//! Durable document storage used by the scheduler and the pattern set.
//!
//! Documents are JSON values grouped in collections and addressed by id.
//! Every write bumps a per-document revision so callers can do optimistic
//! read-modify-write (`put_if_revision` / `delete_if_revision`).

pub mod file;
pub mod memory;

use async_trait::async_trait;
use serde::de::DeserializeOwned;
use serde::Serialize;
use serde_json::Value;

use crate::types::{StoreError, StoreResult};

pub use file::JsonFileStore;
pub use memory::MemoryStore;

/// A stored document together with its revision
#[derive(Debug, Clone, PartialEq)]
pub struct Document {
    pub id: String,
    pub revision: u64,
    pub body: Value,
}

pub type DocumentFilter<'a> = &'a (dyn Fn(&Document) -> bool + Send + Sync);

#[async_trait]
pub trait Store: Send + Sync {
    /// Insert or overwrite, returning the new revision
    async fn put(&self, collection: &str, id: &str, body: Value) -> StoreResult<u64>;

    async fn get(&self, collection: &str, id: &str) -> StoreResult<Option<Document>>;

    /// Returns whether a document was removed
    async fn delete(&self, collection: &str, id: &str) -> StoreResult<bool>;

    /// All documents of a collection accepted by `predicate`, ordered by id
    async fn scan(&self, collection: &str, predicate: DocumentFilter<'_>) -> StoreResult<Vec<Document>>;

    /// Overwrite only if the stored revision still equals `expected`
    async fn put_if_revision(
        &self,
        collection: &str,
        id: &str,
        expected: u64,
        body: Value,
    ) -> StoreResult<Option<u64>>;

    /// Delete only if the stored revision still equals `expected`
    async fn delete_if_revision(&self, collection: &str, id: &str, expected: u64) -> StoreResult<bool>;

    async fn scan_all(&self, collection: &str) -> StoreResult<Vec<Document>> {
        self.scan(collection, &|_| true).await
    }
}

pub fn encode<T: Serialize>(value: &T) -> StoreResult<Value> {
    Ok(serde_json::to_value(value)?)
}

/// Decode a document into a typed entity, flagging malformed documents as corrupt
pub fn decode<T: DeserializeOwned>(collection: &str, doc: &Document) -> StoreResult<T> {
    serde_json::from_value(doc.body.clone()).map_err(|e| StoreError::Corrupt {
        collection: collection.to_string(),
        id: doc.id.clone(),
        reason: e.to_string(),
    })
}

pub(crate) fn validate_id(collection: &str, id: &str) -> StoreResult<()> {
    let valid = !id.is_empty()
        && !collection.is_empty()
        && id != "."
        && id != ".."
        && id
            .chars()
            .chain(collection.chars())
            .all(|c| c.is_ascii_alphanumeric() || matches!(c, '-' | '_' | '.' | ':'));
    if valid {
        Ok(())
    } else {
        Err(StoreError::Corrupt {
            collection: collection.to_string(),
            id: id.to_string(),
            reason: "invalid collection or document id".to_string(),
        })
    }
}
// src/bot/pings.rs - Channel context and direct-message alerts for ping subscriptions

use chrono::{DateTime, Duration, Utc};
use std::collections::{HashMap, VecDeque};

use crate::bot::pattern_matching::PatternSet;
use crate::types::{ChannelId, Event, MessageId, UserId};

#[derive(Debug, Clone, PartialEq)]
pub struct ContextLine {
    pub message_id: MessageId,
    pub author_id: UserId,
    pub content: String,
    pub timestamp: DateTime<Utc>,
}

/// The last few messages of every channel, shown alongside a ping alert
#[derive(Debug)]
pub struct PingContext {
    channels: HashMap<ChannelId, VecDeque<ContextLine>>,
    per_channel: usize,
    max_age: Duration,
}

impl PingContext {
    pub fn new(per_channel: usize, max_age: Duration) -> Self {
        Self {
            channels: HashMap::new(),
            per_channel: per_channel.max(1),
            max_age,
        }
    }

    pub fn record(&mut self, event: &Event) {
        let lines = self.channels.entry(event.channel_id).or_default();
        lines.push_back(ContextLine {
            message_id: event.message_id,
            author_id: event.author_id,
            content: event.content.clone(),
            timestamp: event.timestamp,
        });
        while lines.len() > self.per_channel {
            lines.pop_front();
        }
    }

    /// Drop lines older than the maximum age, and channels left empty
    pub fn expire(&mut self, now: DateTime<Utc>) {
        let max_age = self.max_age;
        for lines in self.channels.values_mut() {
            lines.retain(|line| now - line.timestamp <= max_age);
        }
        self.channels.retain(|_, lines| !lines.is_empty());
    }

    pub fn recent(&self, channel: ChannelId) -> Vec<ContextLine> {
        self.channels
            .get(&channel)
            .map(|lines| lines.iter().cloned().collect())
            .unwrap_or_default()
    }
}

/// Alert text for one subscriber; matched spans are bolded per line
pub async fn compose_alert(
    patterns: &PatternSet,
    owner: UserId,
    matched: usize,
    context: &[ContextLine],
    preview_length: usize,
) -> String {
    let headline = if matched > 1 {
        "**Several of your pings were mentioned by a user!**"
    } else {
        "**One of your pings was mentioned by a user!**"
    };

    let mut lines = Vec::with_capacity(context.len());
    for line in context {
        let preview = patterns.highlight(owner, &line.content, preview_length).await;
        lines.push(format!("<@{}>: {}", line.author_id, preview));
    }

    format!(
        "{}\n\n{}\n\nIf you don't want this ping anymore, remove it from your ping list.",
        headline,
        lines.join("\n")
    )
}

#[cfg(test)]
mod tests {
    use super::*;
    use crate::config::InviteConfig;

    #[test]
    fn test_context_keeps_last_messages_per_channel() {
        let mut context = PingContext::new(2, Duration::hours(3));
        context.record(&Event::new(1, 10, 100, "first"));
        context.record(&Event::new(2, 11, 100, "second"));
        context.record(&Event::new(3, 12, 100, "third"));
        context.record(&Event::new(4, 13, 200, "elsewhere"));

        let recent: Vec<_> = context.recent(100).into_iter().map(|l| l.content).collect();
        assert_eq!(recent, vec!["second", "third"]);
        assert_eq!(context.recent(200).len(), 1);
        assert!(context.recent(300).is_empty());
    }

    #[test]
    fn test_expire_drops_old_lines() {
        let now = Utc::now();
        let mut context = PingContext::new(5, Duration::hours(3));
        context.record(&Event::new(1, 10, 100, "stale").at(now - Duration::hours(4)));
        context.record(&Event::new(2, 10, 100, "fresh").at(now - Duration::minutes(5)));
        context.record(&Event::new(3, 10, 200, "gone").at(now - Duration::hours(5)));

        context.expire(now);
        let recent: Vec<_> = context.recent(100).into_iter().map(|l| l.content).collect();
        assert_eq!(recent, vec!["fresh"]);
        assert!(context.recent(200).is_empty());
    }

    #[tokio::test]
    async fn test_alert_text_highlights_and_counts() {
        let patterns = PatternSet::new(&InviteConfig::default());
        patterns.add_word(Some(5), "chemistry").await.unwrap();

        let line = ContextLine {
            message_id: 1,
            author_id: 9,
            content: "who likes chemistry?".to_string(),
            timestamp: Utc::now(),
        };
        let single = compose_alert(&patterns, 5, 1, &[line.clone()], 100).await;
        assert!(single.starts_with("**One of your pings"));
        assert!(single.contains("<@9>: who likes **chemistry**?"));

        let several = compose_alert(&patterns, 5, 2, &[line], 100).await;
        assert!(several.starts_with("**Several of your pings"));
    }
}
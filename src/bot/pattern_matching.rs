// src/bot/pattern_matching.rs - Censor list, invite heuristic and per-user ping expressions

use log::{debug, info, warn};
use regex::{Captures, Regex, RegexBuilder};
use serde::{Deserialize, Serialize};
use std::collections::{BTreeMap, HashSet};
use std::sync::Arc;
use tokio::sync::{Mutex, RwLock};
use url::Url;

use crate::config::InviteConfig;
use crate::storage::{self, Store};
use crate::types::{ModerationResult, PatternEntry, PatternKind, UserId, ValidationError};

/// Replacement for every censored span
pub const REDACTION_PLACEHOLDER: &str = "<censored>";

const COLLECTION: &str = "patterns";

#[derive(Debug, Clone)]
struct CompiledPattern {
    entry: PatternEntry,
    /// Expression as handed to the regex engine
    source: String,
    regex: Regex,
}

impl CompiledPattern {
    fn compile(entry: PatternEntry) -> Result<Self, ValidationError> {
        let source = match entry.kind {
            PatternKind::Word => word_source(&entry.expression)?,
            PatternKind::Regex => {
                if entry.expression.is_empty() {
                    return Err(invalid(&entry.expression, "expression is empty"));
                }
                format!("({})", entry.expression)
            }
        };

        let regex = RegexBuilder::new(&source)
            .case_insensitive(true)
            .build()
            .map_err(|e| invalid(&entry.expression, &e.to_string()))?;
        if regex.is_match("") {
            return Err(invalid(&entry.expression, "expression matches empty text"));
        }

        Ok(Self { entry, source, regex })
    }

    fn is_match(&self, text: &str) -> bool {
        self.regex.is_match(text)
    }

    /// Whether `expr` names this entry, either raw or in its wrapped form
    fn answers_to(&self, expr: &str) -> bool {
        if self.entry.expression == expr || self.source == expr || self.source == format!("({})", expr) {
            return true;
        }
        if self.entry.kind == PatternKind::Word && self.entry.expression.to_lowercase() == expr.to_lowercase() {
            return true;
        }
        word_source(expr).map_or(false, |s| s == self.source)
    }

    fn equivalent(&self, other: &CompiledPattern) -> bool {
        self.source == other.source
            || self.answers_to(&other.entry.expression)
            || other.answers_to(&self.entry.expression)
    }
}
/// Actions in `actions` that are pending and due at `now`, earliest first
pub fn due_actions(actions: &[ScheduledAction], now: DateTime<Utc>) -> Vec<ScheduledAction> {
    let mut due: Vec<ScheduledAction> = actions.iter().filter(|a| a.is_due(now)).cloned().collect();
    due.sort_by(|a, b| a.due_at.cmp(&b.due_at).then_with(|| a.id.cmp(&b.id)));
    due
}

/// Persistent queue of deferred reversals.
///
/// An action is claimed by moving it to `Executing` with a conditional write
/// before its handler runs, and retired with a conditional delete afterwards.
/// A failed handler leaves the action `Stuck` until an operator clears or
/// retries it; it is never dispatched again on its own.
pub struct ActionScheduler {
    store: Arc<dyn Store>,
    executor: Arc<dyn ActionExecutor>,
    notifier: Arc<dyn OperatorNotifier>,
    poll_interval: Duration,
    handler_timeout: Duration,
    schedule_lock: Mutex<()>,
    shutdown_signal: Arc<AtomicBool>,
    wake: Arc<Notify>,
    loop_handle: Mutex<Option<JoinHandle<()>>>,
}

========

WORK TASK:
Each line from the start of the records through the line holding "DocumentFilter<'_>) -> StoreResult<Vec<Document>>;" must be returned exactly; nothing else belongs in the answer.

WRITTEN RESPONSE:
//! Durable document storage used by the scheduler and the pattern set.
//!
//! Documents are JSON values grouped in collections and addressed by id.
//! Every write bumps a per-document revision so callers can do optimistic
//! read-modify-write (`put_if_revision` / `delete_if_revision`).

pub mod file;
pub mod memory;

use async_trait::async_trait;
use serde::de::DeserializeOwned;
use serde::Serialize;
use serde_json::Value;

use crate::types::{StoreError, StoreResult};

pub use file::JsonFileStore;
pub use memory::MemoryStore;

/// A stored document together with its revision
#[derive(Debug, Clone, PartialEq)]
pub struct Document {
    pub id: String,
    pub revision: u64,
    pub body: Value,
}

pub type DocumentFilter<'a> = &'a (dyn Fn(&Document) -> bool + Send + Sync);

#[async_trait]
pub trait Store: Send + Sync {
    /// Insert or overwrite, returning the new revision
    async fn put(&self, collection: &str, id: &str, body: Value) -> StoreResult<u64>;

    async fn get(&self, collection: &str, id: &str) -> StoreResult<Option<Document>>;

    /// Returns whether a document was removed
    async fn delete(&self, collection: &str, id: &str) -> StoreResult<bool>;

    /// All documents of a collection accepted by `predicate`, ordered by id
    async fn scan(&self, collection: &str, predicate: DocumentFilter<'_>) -> StoreResult<Vec<Document>>;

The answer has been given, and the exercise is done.